Naked Nepal: The Blog

… from the land of gods and what not

Chhaina, Nepal, Chhaina

with 2 comments

If you’ve been to Nepal, one of the words you would have come across is “chhaina”.

The first time I heard that word was at a Maoist rally, so naturally, I thought the Maoist leader was in such awe of Mao’s motherland that he would pepper his speech with “China”.

Days later, I would finally find out the meaning if “chhaina“: don’t have.

And that’s exactly the situation Nepal finds itself in after the May 28 deadline for a new constitution:  chhaina. The 600-plus-strong Constitutional Assembly, voted into power by the people of New Nepal, have failed to deliver the deal, two years after they were elected. At 11:43 pm, 17 minutes before the expiration of the term of office, the bickering politicians finally agreed on two things: 1. They disagree on too many things. 2. But what the heck, we will extend the term of the Constitutional Assembly by one year.

International media once again did not hesitate to call it a “political crisis” that could “derail the peace process“. Dire warnings of possible consequences as the midnight approaches filled cyberspace. As top leaders sat through see-saw negotiations from 8am, protesters burned effigies, armed police were put on super-high alert, and a bomb hoax at the main gate of the CA building ended the day of high drama with a masterful stroke.

All in all, it was a historical day.

Or rather, it was supposed to be one, since the world’s newest republic was supposed to get its Constitution – the sacred document representing the people’s will. A true mark of a real democracy.

But it was not to be. Rather than delivering the real deal, it was to be a big wet fart. Still, the powers that be had to shake off the embarrassment by keeping the audiences on the edge of their seats, creating a historical day from an anti-climax, to distract the people from the real issue at hand.

Ironically, the smokescreen wasn’t even necessary. In the streets next to the CA building, hawkers peddled sekuwa (skewered BBQ meats), slippers, clothes, and emergency lights. The sidewalk was choked with pedestrians, as half the road had been cordoned off as a safety buffer. I had called my friend to ask about the news on TV, and his reply was: “Ma ahile bahira.” (I’m out right now). And no, he wasn’t photographing the “historical day”. It was after all, Friday night.

As I patrolled the perimeter of the Birendra International Convention Centre (BICC), where the CA members hold office, I couldn’t help but wonder if the only people who really cared about the consequences of this looming “political crisis” were cadres and journalists.  Beyond the newly-erected concertina wire-fence, two girls were sitting picnic-style on the grass, chatting away outside the walls of the CA.
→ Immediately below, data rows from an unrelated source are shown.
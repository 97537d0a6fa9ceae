//! Push channel: the browser's WebSocket connection.
//!
//! - a single active connection receives pushes (last connection wins)
//! - host events reach it only for widgets the renderer subscribed
//! - inbound frames are handed to the command dispatcher

pub mod channel;
pub mod handler;
pub mod subscriptions;

pub use channel::PushChannel;
pub use handler::WebSocketHandler;
pub use subscriptions::{EventSink, NotificationRegistry};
By 8pm, my photographer friends from the wire agencies had come out of the CA building premises, and started taking pictures of security forces stationed outside the perimeter. When photographers are so bored they start taking generic pictures, you can be quite sure the news today certainly wasn’t so newsworthy.
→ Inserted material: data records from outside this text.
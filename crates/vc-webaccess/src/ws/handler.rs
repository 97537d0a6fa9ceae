//! WebSocket connection loop.
//!
//! One task per browser connection. The task attaches itself as the push
//! target, greets the browser, then multiplexes inbound frames (handed to the
//! [`CommandDispatcher`]) with outbound pushes. Inbound failures are logged
//! and never answered; the socket stays open.

use crate::dispatch::CommandDispatcher;
use crate::domain::command::{CommandFrame, FAMILY_SYS};
use crate::domain::config::WebSocketConfig;
use crate::domain::correlation::ConnectionId;
use crate::ws::channel::PushChannel;
use axum::extract::ws::{Message, WebSocket};
use futures::StreamExt;
use std::sync::Arc;
use tokio::sync::mpsc;
use tracing::{debug, error, info, trace, warn};

/// WebSocket connection handler
pub struct WebSocketHandler {
    channel: Arc<PushChannel>,
    dispatcher: Arc<CommandDispatcher>,
    connection_id: ConnectionId,
    config: WebSocketConfig,
}

impl WebSocketHandler {
    pub fn new(
        channel: Arc<PushChannel>,
        dispatcher: Arc<CommandDispatcher>,
        config: WebSocketConfig,
    ) -> Self {
        Self {
            channel,
            dispatcher,
            connection_id: ConnectionId::new(),
            config,
        }
    }

    pub fn connection_id(&self) -> ConnectionId {
        self.connection_id
    }

    /// Returns false (and logs) when a frame exceeds the size limit
    fn check_message_size(&self, size: usize) -> bool {
        if size > self.config.max_message_size {
            warn!(
                connection_id = %self.connection_id,
                size = size,
                max = self.config.max_message_size,
                "Dropping frame over size limit"
            );
            false
        } else {
            true
        }
    }

    async fn dispatch(&self, text: &str) {
        if !self.check_message_size(text.len()) {
            return;
        }
        let effect = if touches_filesystem(text) {
            let dispatcher = Arc::clone(&self.dispatcher);
            let text = text.to_owned();
            match tokio::task::spawn_blocking(move || dispatcher.handle(&text)).await {
                Ok(effect) => effect,
                Err(e) => {
                    error!(connection_id = %self.connection_id, error = %e, "System command task failed");
                    return;
                }
            }
        } else {
            self.dispatcher.handle(text)
        };
        trace!(connection_id = %self.connection_id, ?effect, "Frame handled");
    }

    /// Handle a WebSocket connection until the browser goes away
    pub async fn handle(self, mut socket: WebSocket) {
        info!(connection_id = %self.connection_id, "New WebSocket connection");

        let mut outbound = Some(self.channel.attach(self.connection_id));

        if let Err(e) = socket
            .send(Message::Text(self.config.greeting.clone()))
            .await
        {
            error!(connection_id = %self.connection_id, error = %e, "Failed to send greeting");
            self.channel.detach(self.connection_id);
            return;
        }

        loop {
            tokio::select! {
                push = next_push(&mut outbound) => match push {
                    Some(frame) => {
                        if let Err(e) = socket.send(Message::Text(frame)).await {
                            error!(connection_id = %self.connection_id, error = %e, "Failed to push frame");
                            break;
                        }
                    }
                    None => {
                        // A newer connection took over; keep serving inbound frames
                        debug!(connection_id = %self.connection_id, "Push target superseded");
                        outbound = None;
                    }
                },
                incoming = socket.next() => {
                    let Some(result) = incoming else {
                        break;
                    };
                    match result {
                        Ok(Message::Text(text)) => self.dispatch(&text).await,
                        Ok(Message::Binary(data)) => match String::from_utf8(data) {
                            Ok(text) => self.dispatch(&text).await,
                            Err(_) => {
                                warn!(connection_id = %self.connection_id, "Dropping non UTF-8 binary frame");
                            }
                        },
                        Ok(Message::Ping(data)) => {
                            if let Err(e) = socket.send(Message::Pong(data)).await {
                                error!(error = %e, "Failed to send pong");
                                break;
                            }
                        }
                        Ok(Message::Pong(_)) => {}
                        Ok(Message::Close(_)) => {
                            debug!(connection_id = %self.connection_id, "WebSocket close received");
                            break;
                        }
                        Err(e) => {
                            warn!(connection_id = %self.connection_id, error = %e, "WebSocket error");
                            break;
                        }
                    }
                }
            }
        }

        self.channel.detach(self.connection_id);

        info!(connection_id = %self.connection_id, "WebSocket connection closed");
    }
}

/// System commands rewrite the interfaces file or the autostart project
fn touches_filesystem(text: &str) -> bool {
    CommandFrame::new(text).family() == FAMILY_SYS
}

/// Next queued push; pends forever once this connection lost the channel
async fn next_push(outbound: &mut Option<mpsc::UnboundedReceiver<String>>) -> Option<String> {
    match outbound {
        Some(rx) => rx.recv().await,
        None => std::future::pending().await,
    }
}
//! Step sequences driving cue list widgets.

use serde::{Deserialize, Serialize};

/// Speed value meaning "no time limit".
pub const INFINITE_SPEED: u32 = u32::MAX - 1;

const MS_PER_SECOND: u32 = 1000;
const MS_PER_MINUTE: u32 = 60 * MS_PER_SECOND;
const MS_PER_HOUR: u32 = 60 * MS_PER_MINUTE;

/// Host function identifier referenced by a chaser step.
pub type FunctionId = u32;

/// How a chaser resolves one timing column for its steps.
#[derive(Debug, Clone, Copy, PartialEq, Eq, Default, Serialize, Deserialize)]
pub enum SpeedMode {
    /// Every step uses the chaser's own value
    Common,
    /// Every step carries its own value
    PerStep,
    /// The function's defaults apply; nothing to show
    #[default]
    Default,
}

/// One step of a chaser.
#[derive(Debug, Clone, PartialEq, Eq, Default, Serialize, Deserialize)]
pub struct ChaserStep {
    pub function: FunctionId,
    pub fade_in: u32,
    pub fade_out: u32,
    pub duration: u32,
    pub note: String,
}

impl ChaserStep {
    pub fn new(function: FunctionId) -> Self {
        Self {
            function,
            ..Default::default()
        }
    }

    pub fn with_timings(mut self, fade_in: u32, fade_out: u32, duration: u32) -> Self {
        self.fade_in = fade_in;
        self.fade_out = fade_out;
        self.duration = duration;
        self
    }

    pub fn with_note(mut self, note: impl Into<String>) -> Self {
        self.note = note.into();
        self
    }
}

/// Chaser snapshot attached to a cue list.
#[derive(Debug, Clone, PartialEq, Eq, Default, Serialize, Deserialize)]
pub struct Chaser {
    pub steps: Vec<ChaserStep>,
    pub fade_in_mode: SpeedMode,
    pub fade_out_mode: SpeedMode,
    pub duration_mode: SpeedMode,
    pub fade_in: u32,
    pub fade_out: u32,
    pub duration: u32,
}

/// Timing column of the cue table.
#[derive(Debug, Clone, Copy, PartialEq, Eq)]
pub enum SpeedColumn {
    FadeIn,
    FadeOut,
    Duration,
}

impl Chaser {
    pub fn new(steps: Vec<ChaserStep>) -> Self {
        Self {
            steps,
            ..Default::default()
        }
    }

    pub fn mode(&self, column: SpeedColumn) -> SpeedMode {
        match column {
            SpeedColumn::FadeIn => self.fade_in_mode,
            SpeedColumn::FadeOut => self.fade_out_mode,
            SpeedColumn::Duration => self.duration_mode,
        }
    }

    /// Value to display for `step` in `column`, `None` when the mode is `Default`.
    pub fn speed_for(&self, step: &ChaserStep, column: SpeedColumn) -> Option<u32> {
        match (self.mode(column), column) {
            (SpeedMode::Default, _) => None,
            (SpeedMode::Common, SpeedColumn::FadeIn) => Some(self.fade_in),
            (SpeedMode::Common, SpeedColumn::FadeOut) => Some(self.fade_out),
            (SpeedMode::Common, SpeedColumn::Duration) => Some(self.duration),
            (SpeedMode::PerStep, SpeedColumn::FadeIn) => Some(step.fade_in),
            (SpeedMode::PerStep, SpeedColumn::FadeOut) => Some(step.fade_out),
            (SpeedMode::PerStep, SpeedColumn::Duration) => Some(step.duration),
        }
    }
}

/// Human readable duration: `1h02m03s.45`, `500ms`, `0ms`.
///
/// Callers render [`INFINITE_SPEED`] themselves; here it formats as a plain number.
pub fn speed_to_string(ms: u32) -> String {
    let hours = ms / MS_PER_HOUR;
    let minutes = (ms % MS_PER_HOUR) / MS_PER_MINUTE;
    let seconds = (ms % MS_PER_MINUTE) / MS_PER_SECOND;
    let millis = ms % MS_PER_SECOND;

    let mut out = String::new();
    if hours != 0 {
        out.push_str(&format!("{}h", hours));
    }
    if minutes != 0 {
        if out.is_empty() {
            out.push_str(&format!("{}m", minutes));
        } else {
            out.push_str(&format!("{:02}m", minutes));
        }
    }
    if seconds != 0 {
        if out.is_empty() {
            out.push_str(&format!("{}s", seconds));
        } else {
            out.push_str(&format!("{:02}s", seconds));
        }
    }
    if millis != 0 || out.is_empty() {
        if out.is_empty() {
            out.push_str(&format!("{}ms", millis));
        } else {
            out.push_str(&format!(".{:02}", millis / 10));
        }
    }
    out
}

#[cfg(test)]
mod tests {
    use super::*;

    #[test]
    fn test_speed_to_string() {
        assert_eq!(speed_to_string(0), "0ms");
        assert_eq!(speed_to_string(500), "500ms");
        assert_eq!(speed_to_string(2000), "2s");
        assert_eq!(speed_to_string(2450), "2s.45");
        assert_eq!(speed_to_string(61_000), "1m01s");
        assert_eq!(speed_to_string(MS_PER_HOUR + 2 * MS_PER_MINUTE), "1h02m");
    }

    #[test]
    fn test_speed_for_modes() {
        let step = ChaserStep::new(1).with_timings(10, 20, 30);
        let mut chaser = Chaser::new(vec![step.clone()]);
        chaser.fade_in = 100;
        chaser.fade_out = 200;
        chaser.duration = 300;

        assert_eq!(chaser.speed_for(&step, SpeedColumn::FadeIn), None);

        chaser.fade_in_mode = SpeedMode::Common;
        chaser.fade_out_mode = SpeedMode::PerStep;
        chaser.duration_mode = SpeedMode::PerStep;
        assert_eq!(chaser.speed_for(&step, SpeedColumn::FadeIn), Some(100));
        assert_eq!(chaser.speed_for(&step, SpeedColumn::FadeOut), Some(20));
        assert_eq!(chaser.speed_for(&step, SpeedColumn::Duration), Some(30));
    }
}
For all the well-orchestrated high drama, May 28, 2010, would be remembered as a day that CA boys failed to pass up their homework, got another one-year contract to do the same job, and it is the Nepali people who are paying the price.

A day or two before the Nepali New Year, a wall painter had come to our place to give the window frames a new coat of paint. I remembered my landlady’s complaints: “These lazy buggers would never complete the job in a day. They would rather do half the job today, laze around, and come back the next day to finish up.” It befuddled me why someone would take two days to finish a one-day job. Then, my landlady enlightened me.

“Because they’re paid by the day!”

Youth Communist League (YCL) cadres burn an effigy of Prime Minister Madhav Kumar Nepal outside the CA building. Naturally, all the photographers were drawn to this scene, and if taken out of context, paints yet another "chaotic" Nepal picture.

Truckloads of armed police officers were patrolling the perimeter of the CA premises, adding to the air of tension and high drama.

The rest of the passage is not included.